Entre 1995 et 2005, les groupes coopératifs ont connu une croissance d’environ 50 % de leur effectif salarié et un fort développement de filiales dans des sociétés à statut non coopératif.
L’émergence de grands groupes coopératifs est devenue aujourd’hui une réalité incontournable. Pour faire face à la pression des marchés, les coopératives agricoles cherchent à atteindre une taille critique.
Si la concentration leur permet de réduire les coûts et de s’affirmer comme leader dans des filières de plus en plus compétitives, la diversification de leurs activités est également une caractéristique de leur évolution.

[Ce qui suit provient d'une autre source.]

//! Trip record and its status enumeration.

use std::str::FromStr;

use chrono::NaiveDateTime;
use rust_decimal::Decimal;
use serde::{Deserialize, Serialize};
use thiserror::Error;

use crate::types::{DriverId, PassengerId, TripId};

/// The status of a trip.
///
/// Legal lifecycle (only enforced when a strict status policy is configured):
/// ```text
/// Created ──► Accepted ──► EnRouteToPassenger ──► EnRouteToDestination ──► Completed
///    │            │
///    └────────────┴──► Cancelled
/// ```
#[derive(Debug, Clone, Copy, PartialEq, Eq, Hash, Serialize, Deserialize, Default)]
#[serde(rename_all = "SCREAMING_SNAKE_CASE")]
pub enum TripStatus {
    /// Trip has been ordered; both parties were verified.
    #[default]
    Created,

    /// A driver accepted the trip.
    Accepted,

    /// Driver is on the way to the pickup point.
    EnRouteToPassenger,

    /// Passenger is on board.
    EnRouteToDestination,

    /// Trip finished (terminal in the strict lifecycle).
    Completed,

    /// Trip was cancelled (terminal in the strict lifecycle).
    Cancelled,
}

impl TripStatus {
    /// Every status, in lifecycle order.
    pub const ALL: [TripStatus; 6] = [
        TripStatus::Created,
        TripStatus::Accepted,
        TripStatus::EnRouteToPassenger,
        TripStatus::EnRouteToDestination,
        TripStatus::Completed,
        TripStatus::Cancelled,
    ];

    /// Returns true if the strict lifecycle allows moving from `self` to `next`.
    ///
    /// Re-asserting the current status is always allowed.
    pub fn can_transition_to(&self, next: TripStatus) -> bool {
        if *self == next {
            return true;
        }
        matches!(
            (self, next),
            (TripStatus::Created, TripStatus::Accepted)
                | (TripStatus::Accepted, TripStatus::EnRouteToPassenger)
                | (TripStatus::EnRouteToPassenger, TripStatus::EnRouteToDestination)
                | (TripStatus::EnRouteToDestination, TripStatus::Completed)
                | (TripStatus::Created, TripStatus::Cancelled)
                | (TripStatus::Accepted, TripStatus::Cancelled)
        )
    }

    /// Returns true if no further transitions exist in the strict lifecycle.
    pub fn is_terminal(&self) -> bool {
        matches!(self, TripStatus::Completed | TripStatus::Cancelled)
    }

    /// Returns the wire/storage name of the status.
    pub fn as_str(&self) -> &'static str {
        match self {
            TripStatus::Created => "CREATED",
            TripStatus::Accepted => "ACCEPTED",
            TripStatus::EnRouteToPassenger => "EN_ROUTE_TO_PASSENGER",
            TripStatus::EnRouteToDestination => "EN_ROUTE_TO_DESTINATION",
            TripStatus::Completed => "COMPLETED",
            TripStatus::Cancelled => "CANCELLED",
        }
    }
}

impl std::fmt::Display for TripStatus {
    fn fmt(&self, f: &mut std::fmt::Formatter<'_>) -> std::fmt::Result {
        write!(f, "{}", self.as_str())
    }
}

/// Error returned when a string names no trip status.
#[derive(Debug, Clone, PartialEq, Eq, Error)]
#[error("Unknown trip status '{0}'; expected one of CREATED, ACCEPTED, EN_ROUTE_TO_PASSENGER, EN_ROUTE_TO_DESTINATION, COMPLETED, CANCELLED")]
pub struct ParseTripStatusError(pub String);

impl FromStr for TripStatus {
    type Err = ParseTripStatusError;

    /// Parses a status name, ignoring ASCII case.
    fn from_str(s: &str) -> Result<Self, Self::Err> {
        let wanted = s.trim();
        TripStatus::ALL
            .into_iter()
            .find(|status| status.as_str().eq_ignore_ascii_case(wanted))
            .ok_or_else(|| ParseTripStatusError(s.to_string()))
    }
}

/// A persisted trip.
#[derive(Debug, Clone, PartialEq, Serialize, Deserialize)]
#[serde(rename_all = "camelCase")]
pub struct Trip {
    pub id: TripId,
    pub driver_id: DriverId,
    pub passenger_id: PassengerId,
    pub origin_address: String,
    pub destination_address: String,
    pub status: TripStatus,
    pub order_date_time: NaiveDateTime,
    pub price: Decimal,
}

/// Field values for a trip that has not been stored yet.
///
/// The store assigns the id; the status is always `Created`.
#[derive(Debug, Clone, PartialEq)]
pub struct NewTrip {
    pub driver_id: DriverId,
    pub passenger_id: PassengerId,
    pub origin_address: String,
    pub destination_address: String,
    pub order_date_time: NaiveDateTime,
    pub price: Decimal,
}

impl NewTrip {
    /// Materializes the stored row for the given id.
    pub fn into_trip(self, id: TripId) -> Trip {
        Trip {
            id,
            driver_id: self.driver_id,
            passenger_id: self.passenger_id,
            origin_address: self.origin_address,
            destination_address: self.destination_address,
            status: TripStatus::Created,
            order_date_time: self.order_date_time,
            price: self.price,
        }
    }
}

/// Replacement field values for an existing trip. Status is left untouched.
#[derive(Debug, Clone, PartialEq)]
pub struct TripUpdate {
    pub driver_id: DriverId,
    pub passenger_id: PassengerId,
    pub origin_address: String,
    pub destination_address: String,
    pub order_date_time: NaiveDateTime,
    pub price: Decimal,
}

impl TripUpdate {
    /// Applies the update to a trip in place.
    pub fn apply_to(&self, trip: &mut Trip) {
        trip.driver_id = self.driver_id;
        trip.passenger_id = self.passenger_id;
        trip.origin_address = self.origin_address.clone();
        trip.destination_address = self.destination_address.clone();
        trip.order_date_time = self.order_date_time;
        trip.price = self.price;
    }
}

#[cfg(test)]
mod tests {
    use super::*;

    #[test]
    fn default_status_is_created() {
        assert_eq!(TripStatus::default(), TripStatus::Created);
    }

    #[test]
    fn parse_is_case_insensitive() {
        assert_eq!("completed".parse::<TripStatus>(), Ok(TripStatus::Completed));
        assert_eq!(
            "En_Route_To_Passenger".parse::<TripStatus>(),
            Ok(TripStatus::EnRouteToPassenger)
        );
        assert!("IN_PROGRESS".parse::<TripStatus>().is_err());
    }

    #[test]
    fn serializes_in_screaming_snake_case() {
        let json = serde_json::to_string(&TripStatus::EnRouteToDestination).unwrap();
        assert_eq!(json, "\"EN_ROUTE_TO_DESTINATION\"");
    }

    #[test]
    fn happy_path_transitions_are_legal() {
        let path = [
            TripStatus::Created,
            TripStatus::Accepted,
            TripStatus::EnRouteToPassenger,
            TripStatus::EnRouteToDestination,
            TripStatus::Completed,
        ];
        for pair in path.windows(2) {
            assert!(pair[0].can_transition_to(pair[1]), "{} -> {}", pair[0], pair[1]);
        }
    }

    #[test]
    fn cancellation_only_before_pickup() {
        assert!(TripStatus::Created.can_transition_to(TripStatus::Cancelled));
        assert!(TripStatus::Accepted.can_transition_to(TripStatus::Cancelled));
        assert!(!TripStatus::EnRouteToPassenger.can_transition_to(TripStatus::Cancelled));
        assert!(!TripStatus::EnRouteToDestination.can_transition_to(TripStatus::Cancelled));
    }

    #[test]
    fn terminal_states_do_not_move() {
        for next in TripStatus::ALL {
            if next != TripStatus::Completed {
                assert!(!TripStatus::Completed.can_transition_to(next));
            }
            if next != TripStatus::Cancelled {
                assert!(!TripStatus::Cancelled.can_transition_to(next));
            }
        }
        assert!(TripStatus::Completed.is_terminal());
        assert!(TripStatus::Cancelled.is_terminal());
        assert!(!TripStatus::Accepted.is_terminal());
    }

    #[test]
    fn skipping_steps_is_illegal() {
        assert!(!TripStatus::Created.can_transition_to(TripStatus::Completed));
        assert!(!TripStatus::Accepted.can_transition_to(TripStatus::EnRouteToDestination));
    }
}
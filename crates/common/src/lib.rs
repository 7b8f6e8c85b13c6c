//! Shared types for the trip and rating services.
//!
//! Everything that crosses a crate boundary lives here: numeric identifiers,
//! the persisted trip and rating records, the rating-creation wire record and
//! the paging envelope used by list endpoints.

pub mod event;
pub mod page;
pub mod rating;
pub mod trip;
pub mod types;

pub use event::RatingCreationEvent;
pub use page::{Page, PageRequest, PageRequestError, RatingSortKey, SortDirection, TripSortKey};
pub use rating::{NewRating, Rating};
pub use trip::{NewTrip, ParseTripStatusError, Trip, TripStatus, TripUpdate};
pub use types::{DriverId, PassengerId, RatingId, TripId};
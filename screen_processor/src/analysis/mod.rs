pub mod collapse;
pub mod filter;
pub mod gene_scores;
pub mod mann_whitney;
pub mod phenotype;
pub mod plots;
pub mod pseudogenes;
pub mod replicates;
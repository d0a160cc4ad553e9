use std::collections::BTreeMap;

use tracing::info;

use crate::analysis::phenotype::PhenotypeTable;
use crate::models::{PhenotypeKey, AVERAGE_PREFIX};

/// Label of the averaged pseudo-replicate, e.g. `ave_Rep1_Rep2`.
pub fn average_label(replicates: &[String]) -> String {
    format!("{}{}", AVERAGE_PREFIX, replicates.join("_"))
}

/// Element-wise mean; a missing value in any column makes the mean missing.
pub fn strict_mean(columns: &[&[f64]]) -> Vec<f64> {
    let Some(first) = columns.first() else {
        return Vec::new();
    };
    (0..first.len())
        .map(|i| {
            let mut sum = 0.0;
            for column in columns {
                let v = column[i];
                if !v.is_finite() {
                    return f64::NAN;
                }
                sum += v;
            }
            sum / columns.len() as f64
        })
        .collect()
}

/// Copy of `table` with an `ave_<reps>` column per phenotype that has more than one replicate.
///
/// Averaged columns are never averaged again.
pub fn average_replicates(table: &PhenotypeTable) -> PhenotypeTable {
    let mut by_phenotype: BTreeMap<String, Vec<&PhenotypeKey>> = BTreeMap::new();
    for key in table.columns.keys().filter(|k| !k.is_average()) {
        by_phenotype.entry(key.phenotype.clone()).or_default().push(key);
    }

    let mut averaged = Vec::new();
    for (phenotype, keys) in &by_phenotype {
        if keys.len() < 2 {
            continue;
        }
        let replicates: Vec<String> = keys.iter().map(|k| k.replicate.clone()).collect();
        let columns: Vec<&[f64]> = keys.iter().map(|k| table.columns[*k].as_slice()).collect();
        let mean = strict_mean(&columns);

        let valid = mean.iter().filter(|v| v.is_finite()).count();
        info!("{}: averaged {} replicates, {} guides scored in all", phenotype, keys.len(), valid);
        averaged.push((PhenotypeKey::new(phenotype, average_label(&replicates)), mean));
    }

    let mut result = table.clone();
    for (key, mean) in averaged {
        result.insert(key, mean);
    }
    result
}
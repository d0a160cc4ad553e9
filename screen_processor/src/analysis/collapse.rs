//! Collapses a transcript-level gene table to one row per gene by keeping,
//! for each phenotype column, the transcript with the smallest Mann-Whitney p-value.

use std::collections::BTreeMap;
use std::path::Path;

use tracing::info;

use crate::analysis::gene_scores::{GeneTable, MW_PVALUE_LABEL};
use crate::error::{Result, ScreenError};
use crate::helper_functions::LeveledTable;
use crate::models::{PhenotypeKey, NO_TRANSCRIPT};

/// Best-transcript statistics of one (phenotype, replicate) column.
#[derive(Debug, Clone, Default)]
pub struct CollapsedBlock {
    /// Chosen transcript per gene; `None` when no transcript had a p-value.
    pub transcripts: Vec<Option<String>>,
    pub stats: BTreeMap<String, Vec<f64>>,
}

#[derive(Debug, Clone)]
pub struct CollapsedGeneTable {
    pub genes: Vec<String>,
    pub blocks: BTreeMap<PhenotypeKey, CollapsedBlock>,
}

impl CollapsedGeneTable {
    pub fn stat(&self, column: &PhenotypeKey, statistic: &str) -> Option<&[f64]> {
        self.blocks
            .get(column)
            .and_then(|block| block.stats.get(statistic))
            .map(Vec::as_slice)
    }

    pub fn write(&self, path: &Path) -> Result<()> {
        let mut table = LeveledTable::new(&["phenotype", "replicate", "statistic"])
            .with_index("gene", self.genes.iter().cloned().map(Some).collect());
        for (column, block) in &self.blocks {
            table.push_strings(
                vec![column.phenotype.clone(), column.replicate.clone(), "transcripts".to_string()],
                block.transcripts.clone(),
            );
            for (statistic, values) in &block.stats {
                table.push_floats(
                    vec![column.phenotype.clone(), column.replicate.clone(), statistic.clone()],
                    values,
                );
            }
        }
        table.write(path)
    }
}

/// Index of the smallest finite p-value; ties keep the earliest row.
fn best_row(rows: &[usize], pvalues: &[f64]) -> Option<usize> {
    let mut best: Option<usize> = None;
    for &row in rows {
        let p = pvalues[row];
        if !p.is_finite() {
            continue;
        }
        match best {
            Some(b) if pvalues[b] <= p => {}
            _ => best = Some(row),
        }
    }
    best
}

pub fn collapse_to_best_transcript(table: &GeneTable) -> Result<CollapsedGeneTable> {
    if !table.by_transcript {
        return Err(ScreenError::config("transcript collapse needs a transcript-level gene table"));
    }
    if !table.has_statistic(MW_PVALUE_LABEL) {
        return Err(ScreenError::config("transcript collapse needs calculate_mw among the analyses"));
    }

    // keys are sorted by (gene, transcript) so each gene's rows are contiguous and ordered
    let mut rows_by_gene: BTreeMap<&str, Vec<usize>> = BTreeMap::new();
    for (row, key) in table.keys.iter().enumerate() {
        rows_by_gene.entry(key.gene.as_str()).or_default().push(row);
    }
    let genes: Vec<String> = rows_by_gene.keys().map(|g| g.to_string()).collect();

    let mut blocks = BTreeMap::new();
    for column in table.phenotype_columns() {
        let Some(pvalues) = table.stat(&column, MW_PVALUE_LABEL) else {
            continue;
        };
        let chosen: Vec<Option<usize>> = rows_by_gene.values().map(|rows| best_row(rows, pvalues)).collect();

        let mut block = CollapsedBlock {
            transcripts: chosen
                .iter()
                .map(|c| {
                    c.map(|row| {
                        table.keys[row]
                            .transcript
                            .clone()
                            .unwrap_or_else(|| NO_TRANSCRIPT.to_string())
                    })
                })
                .collect(),
            stats: BTreeMap::new(),
        };
        for (key, values) in table.columns.iter().filter(|(k, _)| k.column() == column) {
            let picked = chosen.iter().map(|c| c.map_or(f64::NAN, |row| values[row])).collect();
            block.stats.insert(key.statistic.clone(), picked);
        }
        blocks.insert(column, block);
    }

    info!("Collapsed {} transcripts to {} genes", table.keys.len(), genes.len());
    Ok(CollapsedGeneTable { genes, blocks })
}

#[cfg(test)]
mod tests {
    use super::*;
    use crate::models::{GeneKey, GeneStatKey};

    fn key(gene: &str, transcript: &str) -> GeneKey {
        GeneKey {
            gene: gene.to_string(),
            transcript: Some(transcript.to_string()),
        }
    }

    fn transcript_table() -> GeneTable {
        let column = PhenotypeKey::new("gamma", "Rep1");
        let mut columns = BTreeMap::new();
        columns.insert(GeneStatKey::new(&column, MW_PVALUE_LABEL), vec![0.2, 0.01, 0.05, f64::NAN]);
        columns.insert(GeneStatKey::new(&column, "sgRNA count_MW"), vec![4.0, 3.0, 5.0, 0.0]);
        GeneTable {
            by_transcript: true,
            keys: vec![key("AAK1", "P1"), key("AAK1", "P2"), key("BRCA2", "P1"), key("CDK1", "P1")],
            columns,
        }
    }

    #[test]
    fn keeps_the_most_significant_transcript() {
        let collapsed = collapse_to_best_transcript(&transcript_table()).unwrap();
        let column = PhenotypeKey::new("gamma", "Rep1");

        assert_eq!(collapsed.genes, vec!["AAK1", "BRCA2", "CDK1"]);
        let block = &collapsed.blocks[&column];
        assert_eq!(block.transcripts, vec![Some("P2".to_string()), Some("P1".to_string()), None]);
        assert_eq!(&collapsed.stat(&column, "sgRNA count_MW").unwrap()[..2], &[3.0, 5.0]);
        assert!(collapsed.stat(&column, MW_PVALUE_LABEL).unwrap()[2].is_nan());
    }

    #[test]
    fn ties_go_to_the_first_transcript() {
        assert_eq!(best_row(&[0, 1, 2], &[0.3, 0.1, 0.1]), Some(1));
        assert_eq!(best_row(&[0, 1], &[f64::NAN, f64::NAN]), None);
    }

    #[test]
    fn requires_mann_whitney_pvalues() {
        let mut table = transcript_table();
        table.columns.retain(|k, _| k.statistic != MW_PVALUE_LABEL);
        assert!(collapse_to_best_transcript(&table).is_err());
    }
}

Les groupes de moins de 250 salariés sont en règle générale spécialisés sur un produit.
Le nombre de filières « produits » augmente ensuite avec la taille du groupe.
Les autres activités comme l’approvisionnement en agrofourniture, le transport, le libre-service agricole, sont présentes quelle que soit la taille des groupes, avec un poids souvent important, en particulier dans les groupes de moins de 500 salariés. Ces résultats doivent cependant être pondérés selon le produit dominant du groupe.
Les entreprises du périmètre coopératif comparées aux entreprises hors périmètre coopératif représentent un poids d’environ 20 % dans la transformation et de 30 % dans la commercialisation. Dans la commercialisation, elles investissent plus et représentent ainsi près de 60 % des immobilisations corporelles totales.
Au sein du périmètre coopératif, les coopératives agricoles ne présentent pas le même profil que les filiales qu’elles contrôlent, seules ou à plusieurs.
Les filiales apparaissent clairement comme les entreprises privilégiées pour transformer et commercialiser, y compris à l’export et via des marques propres ou de distributeurs.